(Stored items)
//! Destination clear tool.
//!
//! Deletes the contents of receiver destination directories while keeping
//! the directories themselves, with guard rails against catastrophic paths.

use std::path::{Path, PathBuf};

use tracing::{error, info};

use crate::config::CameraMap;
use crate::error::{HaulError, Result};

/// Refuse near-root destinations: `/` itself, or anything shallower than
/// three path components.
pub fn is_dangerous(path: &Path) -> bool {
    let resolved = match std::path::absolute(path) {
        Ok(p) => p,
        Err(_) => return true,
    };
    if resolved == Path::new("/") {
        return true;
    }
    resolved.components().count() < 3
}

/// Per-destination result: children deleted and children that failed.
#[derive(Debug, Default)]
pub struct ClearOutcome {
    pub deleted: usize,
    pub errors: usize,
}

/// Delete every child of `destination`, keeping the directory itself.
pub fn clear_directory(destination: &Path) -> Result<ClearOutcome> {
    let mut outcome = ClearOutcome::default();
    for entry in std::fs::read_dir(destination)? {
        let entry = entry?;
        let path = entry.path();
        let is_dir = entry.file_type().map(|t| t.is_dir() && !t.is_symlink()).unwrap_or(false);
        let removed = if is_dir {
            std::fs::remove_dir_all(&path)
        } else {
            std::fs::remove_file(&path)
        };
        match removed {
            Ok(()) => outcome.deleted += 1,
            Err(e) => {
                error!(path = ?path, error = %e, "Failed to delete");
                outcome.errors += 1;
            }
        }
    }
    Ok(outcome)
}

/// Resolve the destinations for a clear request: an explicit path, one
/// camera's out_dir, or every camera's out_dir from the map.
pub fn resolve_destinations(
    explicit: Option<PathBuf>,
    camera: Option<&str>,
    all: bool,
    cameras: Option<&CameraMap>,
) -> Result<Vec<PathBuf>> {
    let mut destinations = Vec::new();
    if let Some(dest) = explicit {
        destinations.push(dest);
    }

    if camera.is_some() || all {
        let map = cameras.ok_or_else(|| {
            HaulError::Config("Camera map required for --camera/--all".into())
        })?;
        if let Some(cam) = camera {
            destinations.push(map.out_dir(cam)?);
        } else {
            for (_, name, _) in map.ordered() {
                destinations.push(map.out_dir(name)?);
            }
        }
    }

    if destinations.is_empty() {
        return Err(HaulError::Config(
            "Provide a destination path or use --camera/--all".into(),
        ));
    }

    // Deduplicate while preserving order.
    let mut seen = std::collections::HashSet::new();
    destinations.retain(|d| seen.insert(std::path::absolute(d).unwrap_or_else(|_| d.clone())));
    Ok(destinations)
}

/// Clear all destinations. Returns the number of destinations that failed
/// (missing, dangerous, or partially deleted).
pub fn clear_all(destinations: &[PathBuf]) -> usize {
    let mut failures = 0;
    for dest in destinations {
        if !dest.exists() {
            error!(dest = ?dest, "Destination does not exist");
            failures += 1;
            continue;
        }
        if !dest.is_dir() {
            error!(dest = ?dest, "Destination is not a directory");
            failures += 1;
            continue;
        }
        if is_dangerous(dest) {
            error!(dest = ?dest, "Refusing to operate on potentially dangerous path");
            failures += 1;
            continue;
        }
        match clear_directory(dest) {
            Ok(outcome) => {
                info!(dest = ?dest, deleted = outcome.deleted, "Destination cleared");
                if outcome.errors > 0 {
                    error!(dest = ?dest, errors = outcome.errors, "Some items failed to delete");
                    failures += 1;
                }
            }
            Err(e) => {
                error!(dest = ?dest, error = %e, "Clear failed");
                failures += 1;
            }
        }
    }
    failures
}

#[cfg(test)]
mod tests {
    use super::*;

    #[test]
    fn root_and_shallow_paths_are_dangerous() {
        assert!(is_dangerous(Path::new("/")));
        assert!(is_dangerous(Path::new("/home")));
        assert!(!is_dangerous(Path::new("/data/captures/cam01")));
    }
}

◆ **Prompt**
Starting at the first line of the records above, please copy every line exactly through the line containing "children that failed.", and stop there.

◆ **Solution to the exercise**
//! Destination clear tool.
//!
//! Deletes the contents of receiver destination directories while keeping
//! the directories themselves, with guard rails against catastrophic paths.

use std::path::{Path, PathBuf};

use tracing::{error, info};

use crate::config::CameraMap;
use crate::error::{HaulError, Result};

/// Refuse near-root destinations: `/` itself, or anything shallower than
/// three path components.
pub fn is_dangerous(path: &Path) -> bool {
    let resolved = match std::path::absolute(path) {
        Ok(p) => p,
        Err(_) => return true,
    };
    if resolved == Path::new("/") {
        return true;
    }
    resolved.components().count() < 3
}

/// Per-destination result: children deleted and children that failed.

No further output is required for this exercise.